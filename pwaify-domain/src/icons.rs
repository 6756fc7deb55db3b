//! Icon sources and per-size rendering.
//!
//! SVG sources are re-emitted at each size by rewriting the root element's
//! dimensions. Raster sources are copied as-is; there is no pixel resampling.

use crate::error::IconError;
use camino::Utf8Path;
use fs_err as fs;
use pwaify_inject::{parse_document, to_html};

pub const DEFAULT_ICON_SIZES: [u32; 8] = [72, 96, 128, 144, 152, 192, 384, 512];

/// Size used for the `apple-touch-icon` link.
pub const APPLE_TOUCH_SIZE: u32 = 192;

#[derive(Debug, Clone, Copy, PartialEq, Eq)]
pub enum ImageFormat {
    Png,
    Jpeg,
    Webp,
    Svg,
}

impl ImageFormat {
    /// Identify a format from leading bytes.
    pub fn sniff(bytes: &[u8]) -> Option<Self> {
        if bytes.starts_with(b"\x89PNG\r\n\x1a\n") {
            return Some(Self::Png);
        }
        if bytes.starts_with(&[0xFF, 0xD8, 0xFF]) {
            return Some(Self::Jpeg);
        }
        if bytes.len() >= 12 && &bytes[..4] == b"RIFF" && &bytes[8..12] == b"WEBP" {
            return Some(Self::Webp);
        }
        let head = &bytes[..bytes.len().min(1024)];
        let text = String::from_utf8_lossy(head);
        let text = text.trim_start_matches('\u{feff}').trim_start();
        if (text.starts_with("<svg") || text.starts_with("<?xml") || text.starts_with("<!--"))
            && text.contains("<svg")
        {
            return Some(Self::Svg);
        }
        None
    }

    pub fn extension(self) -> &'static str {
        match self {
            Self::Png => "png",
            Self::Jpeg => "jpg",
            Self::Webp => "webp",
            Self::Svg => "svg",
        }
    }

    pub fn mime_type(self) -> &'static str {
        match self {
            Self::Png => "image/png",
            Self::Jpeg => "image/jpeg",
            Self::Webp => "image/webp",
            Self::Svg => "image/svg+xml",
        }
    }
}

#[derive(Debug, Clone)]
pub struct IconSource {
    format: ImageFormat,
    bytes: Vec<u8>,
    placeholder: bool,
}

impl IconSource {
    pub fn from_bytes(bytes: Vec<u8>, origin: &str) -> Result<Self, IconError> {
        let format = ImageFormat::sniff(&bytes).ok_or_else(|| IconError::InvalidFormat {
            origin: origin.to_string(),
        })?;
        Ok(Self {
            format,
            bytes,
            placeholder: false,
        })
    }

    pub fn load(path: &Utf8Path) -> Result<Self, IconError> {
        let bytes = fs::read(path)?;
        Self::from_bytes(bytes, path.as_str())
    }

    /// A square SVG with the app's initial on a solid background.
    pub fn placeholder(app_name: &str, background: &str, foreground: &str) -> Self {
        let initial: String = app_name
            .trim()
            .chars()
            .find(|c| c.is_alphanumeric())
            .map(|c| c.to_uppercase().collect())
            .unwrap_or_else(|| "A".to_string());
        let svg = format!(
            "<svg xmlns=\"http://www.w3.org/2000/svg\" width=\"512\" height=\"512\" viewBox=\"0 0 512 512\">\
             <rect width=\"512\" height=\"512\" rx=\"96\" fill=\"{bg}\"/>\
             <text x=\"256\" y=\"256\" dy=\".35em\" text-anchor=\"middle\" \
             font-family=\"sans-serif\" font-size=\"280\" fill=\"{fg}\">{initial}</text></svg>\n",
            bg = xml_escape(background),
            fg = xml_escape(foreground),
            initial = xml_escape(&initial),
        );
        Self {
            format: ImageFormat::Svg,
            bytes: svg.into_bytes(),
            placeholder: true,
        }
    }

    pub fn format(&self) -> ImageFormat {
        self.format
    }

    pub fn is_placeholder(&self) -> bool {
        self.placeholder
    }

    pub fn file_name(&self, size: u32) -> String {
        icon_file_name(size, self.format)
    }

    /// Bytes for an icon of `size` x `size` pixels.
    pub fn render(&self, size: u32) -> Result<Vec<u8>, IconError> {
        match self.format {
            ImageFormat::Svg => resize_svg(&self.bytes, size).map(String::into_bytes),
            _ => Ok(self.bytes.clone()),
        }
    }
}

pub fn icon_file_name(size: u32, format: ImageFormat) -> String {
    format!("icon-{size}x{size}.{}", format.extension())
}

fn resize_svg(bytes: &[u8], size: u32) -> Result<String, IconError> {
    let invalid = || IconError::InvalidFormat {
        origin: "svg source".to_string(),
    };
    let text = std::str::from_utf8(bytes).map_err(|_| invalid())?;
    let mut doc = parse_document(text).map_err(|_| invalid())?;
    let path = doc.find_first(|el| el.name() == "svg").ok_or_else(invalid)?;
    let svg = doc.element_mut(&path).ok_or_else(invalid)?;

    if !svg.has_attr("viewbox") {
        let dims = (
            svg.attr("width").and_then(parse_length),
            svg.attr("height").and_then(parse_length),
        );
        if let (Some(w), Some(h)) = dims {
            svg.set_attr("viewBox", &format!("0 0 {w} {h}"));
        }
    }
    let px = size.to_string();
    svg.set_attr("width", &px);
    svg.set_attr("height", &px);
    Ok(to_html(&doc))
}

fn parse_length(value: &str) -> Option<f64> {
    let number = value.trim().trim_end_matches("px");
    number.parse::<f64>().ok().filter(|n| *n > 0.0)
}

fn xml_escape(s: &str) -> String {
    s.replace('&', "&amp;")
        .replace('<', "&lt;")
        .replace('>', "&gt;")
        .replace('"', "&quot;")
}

=== Directions for this task ===
If a line in the listing contains "initial", it counts. Say how many lines count, with no other words.

=== Final answer ===
4